Since the boys are staying with X tomorrow night, I’m rather disappointed that I have to go back at all, but LN wants to meet and he suspects that Friday will be a short day too; so, back to town I go. Maybe I’ll spend the evening out with people instead of being home alone. Alone at the cabin for 2 ½ days is one thing. It’s cleansing and refreshing. Alone at home is another thing entirely. Of course, maybe I should spend it working on one of the many many projects that have gone neglected for so long. Like laundry. Or organizing (cleaning out) the bookshelves in my room.

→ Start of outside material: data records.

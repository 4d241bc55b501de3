use flowdoc::prompts::{CATALOG, PROMPT_EN, PROMPT_FR, PROMPT_ZH, resolve_system_prompt};

#[test]
fn every_catalog_language_resolves_to_its_own_prompt() {
    for entry in CATALOG {
        let resolved = resolve_system_prompt(entry.language);
        assert_eq!(
            resolved, entry.prompt,
            "display name {:?} must select its own prompt",
            entry.language
        );
    }
}

#[test]
fn matching_is_case_insensitive() {
    assert_eq!(resolve_system_prompt("FRENCH"), PROMPT_FR);
    assert_eq!(resolve_system_prompt("French (FR)"), PROMPT_FR);
    assert_eq!(resolve_system_prompt("français"), PROMPT_FR);
}

#[test]
fn aliases_match_by_containment() {
    assert_eq!(resolve_system_prompt("please use pt-br"), resolve_system_prompt("Português (PT-BR)"));
    assert_eq!(resolve_system_prompt("simplified chinese"), PROMPT_ZH);
}

#[test]
fn chinese_wins_over_hindi_code_collision() {
    // "chinese" contains "hi"; catalog order decides
    assert_eq!(resolve_system_prompt("Chinese"), PROMPT_ZH);
}

#[test]
fn empty_language_falls_back_to_english() {
    assert_eq!(resolve_system_prompt(""), PROMPT_EN);
    assert_eq!(resolve_system_prompt("   "), PROMPT_EN);
}

#[test]
fn unknown_language_gets_translation_directive() {
    let resolved = resolve_system_prompt("Klingon");
    assert!(resolved.starts_with(PROMPT_EN));
    assert!(resolved.contains("Your output MUST be entirely in **Klingon**."));
    assert!(resolved.contains("Translate all section headers and content to Klingon."));
}

#[test]
fn directive_preserves_the_requested_spelling() {
    let resolved = resolve_system_prompt("  Esperanto  ");
    // Trimmed, but otherwise verbatim
    assert!(resolved.contains("**Esperanto**"));
    assert!(!resolved.contains("esperanto"));
}

#[test]
fn catalog_covers_eleven_languages() {
    assert_eq!(CATALOG.len(), 11);
    let names: Vec<_> = CATALOG.iter().map(|e| e.language).collect();
    assert!(names.contains(&"English (EN)"));
    assert!(names.contains(&"Hebrew (HE)"));
}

This alone business is puzzling me a lot. I’m completely comfortable being alone. I have plenty of thoughts to think, creative things to do, things to read. Heck, I’m even exercising. At home, I have plenty to do, creative things to accomplish and people to be with.
I just wonder about this preoccupation I seem to have about having a relationship. My life is good and full and plenty. Why do I want someone else in it? Won’t that just complicate things? Doesn’t it just distract me from whatever else I’m supposed to be doing, such as being a mom, or a music director?
And yet I yearn for it. When I see beautiful scenes or hear something interesting I find myself wanting to share it with someone; someone who actually would be interested, of course, not just the grocery clerk.
And as nice as this cabin is, when the fire is going in the fireplace I feel I want to share it with someone. Not because it’s not complete in and of itself, but because it is complete as a beautiful quiet experience. Something complete and perfect that could be shared.
12/28/06 8:09:11 AM
Mystery: How can you be wakened at 6:44 am by the sound of a dog retching, get up and search an entire 2 room cabin and not find the pile o’ puke?
Dark as midnight at 7 a.m., I discover it is beginning to snow by the beam of the porch light. After my little morning walk to the out building, I decide that, rather than go back to sleep, I would sit and read and watch the sun rise. Well, watch the day brighten, anyway. It was good and peaceful to do that.
The day is now about as bright as it’s going to be. The snow is coming down seriously and I have water on the stove for washing up. It’s time to get moving or I may not be able to get my little car up the hill of the driveway. Not that that would be a total tragedy, but I would need to call LN and re-arrange our meeting. It’s really the only thing I’m going back to town for and I know he’d understand. Still, there’s a part of me that’s ready to go back and pick up my life again. But I also want to rearrange the packages a bit; thankfully some of them don’t need to be carried any further (like CPE) but there are others that could be just as heavy and cumbersome if I’m not careful (like this job, or a “relationship.”)
Water is boiling. Better get a move on.
— — —
A year ago (or longer) on This Journey…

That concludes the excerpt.